Starting in 2005, North Carolina Stop Torture Now, the ACLU of North Carolina, and other allies have sought an investigation of Aero’s key role in kidnapping and torture. We’ve met with staff of the North Carolina governor and attorney general, worked with state legislators to get anti-torture legislation (PDF) introduced, and pleaded with our Federal delegation to get the investigation launched.

As a result, 22 courageous state representatives and senators wrote a letter in January 2007 (PDF) asking the North Carolina Attorney General to investigate Aero. But the State of North Carolina refused to investigate, seek new legislation clearly defining enforced disappearance for torture as criminal conduct, or prosecute Aero for conspiracy to kidnap.

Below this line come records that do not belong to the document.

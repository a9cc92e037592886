//! Caller/callee indices over a set of [`CallGraphEdge`]s.

use std::collections::{BTreeMap, BTreeSet};

use crate::models::{CallGraphEdge, Signature};

/// Global edge set stored both ways.
///
/// Insertion is a set union, so merging partial graphs in any order and any
/// number of times yields the same result.
#[derive(Debug, Clone, Default, PartialEq, Eq)]
pub struct CallGraph {
    callees: BTreeMap<Signature, BTreeSet<Signature>>,
    callers: BTreeMap<Signature, BTreeSet<Signature>>,
    edge_count: usize,
}

static NO_EDGES: BTreeSet<Signature> = BTreeSet::new();

impl CallGraph {
    pub fn new() -> Self {
        Self::default()
    }

    /// Returns `true` when the edge was not present before.
    pub fn add_edge(&mut self, caller: Signature, callee: Signature) -> bool {
        let inserted = self
            .callees
            .entry(caller.clone())
            .or_default()
            .insert(callee.clone());
        if inserted {
            self.callers.entry(callee).or_default().insert(caller);
            self.edge_count += 1;
        }
        inserted
    }

    pub fn extend<I>(&mut self, edges: I)
    where
        I: IntoIterator<Item = CallGraphEdge>,
    {
        for edge in edges {
            self.add_edge(edge.caller, edge.callee);
        }
    }

    pub fn merge(&mut self, other: &CallGraph) {
        for (caller, callees) in &other.callees {
            for callee in callees {
                self.add_edge(caller.clone(), callee.clone());
            }
        }
    }

    pub fn callees_of(&self, caller: &Signature) -> &BTreeSet<Signature> {
        self.callees.get(caller).unwrap_or(&NO_EDGES)
    }

    pub fn callers_of(&self, callee: &Signature) -> &BTreeSet<Signature> {
        self.callers.get(callee).unwrap_or(&NO_EDGES)
    }

    pub fn contains_edge(&self, caller: &Signature, callee: &Signature) -> bool {
        self.callees
            .get(caller)
            .is_some_and(|callees| callees.contains(callee))
    }

    /// Edges in (caller, callee) order.
    pub fn edges(&self) -> impl Iterator<Item = (&Signature, &Signature)> {
        self.callees
            .iter()
            .flat_map(|(caller, callees)| callees.iter().map(move |callee| (caller, callee)))
    }

    pub fn edge_count(&self) -> usize {
        self.edge_count
    }

    pub fn is_empty(&self) -> bool {
        self.edge_count == 0
    }

    /// Every signature that appears on either end of an edge.
    pub fn nodes(&self) -> BTreeSet<&Signature> {
        self.callees.keys().chain(self.callers.keys()).collect()
    }

    pub fn caller_count(&self) -> usize {
        self.callees.len()
    }

    /// Adjacency view used by the persisted artifact.
    pub fn adjacency(&self) -> &BTreeMap<Signature, BTreeSet<Signature>> {
        &self.callees
    }
}

impl FromIterator<CallGraphEdge> for CallGraph {
    fn from_iter<I: IntoIterator<Item = CallGraphEdge>>(iter: I) -> Self {
        let mut graph = CallGraph::new();
        graph.extend(iter);
        graph
    }
}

When the State instead passed the buck to the FBI, U.S. Rep. Mel Watt (D-N.C.) followed up in April 2008 (PDF), questioning FBI Director Mueller in an oversight hearing about progress with the Aero investigation. The FBI later responded that it had asked Bush’s DOJ for guidance, and had received none. In July 2008, U.S. Rep. David Price (D-N.C.) wrote to the leaders of the House Intelligence Committee, calling for investigation of Aero Contractors and other private rendition contractors.

Despite these efforts, no investigation has yet been launched, and not a single torture victim has had his day in court. Aero continues to fly rendition-linked planes in and out of several North Carolina airports. A bit farther down the road, a shadowy company called Centurion Aviation is expanding rapidly next to Fort Bragg — and also continues to fly overseas missions in planes linked to extraordinary rendition by European investigators.

The Obama Administration’s considered endorsement of the State Secrets Doctrine on February 9 apparently signals it will be reluctant to let sunshine fall on private rendition contractors. What do they have to hide? Has a deal been cut so everyone from the torture-memo lawyers down to the torture-taxi pilots can evade justice?

Let down by our President, we still want accountability for torture and extraordinary rendition. We support the vital work of the ACLU, Reprieve, and the Center for Constitutional Rights in seeking justice for the victims of these cruel and counterproductive policies. Tar Heels won’t rest until Aero Contractors and Centurion Aviation are investigated, the results are made public, and the “torture taxi” business is shut down. And the threads from that investigation should be unraveled back not only to the travel agents, but to the intellectual authors of these horrific flights.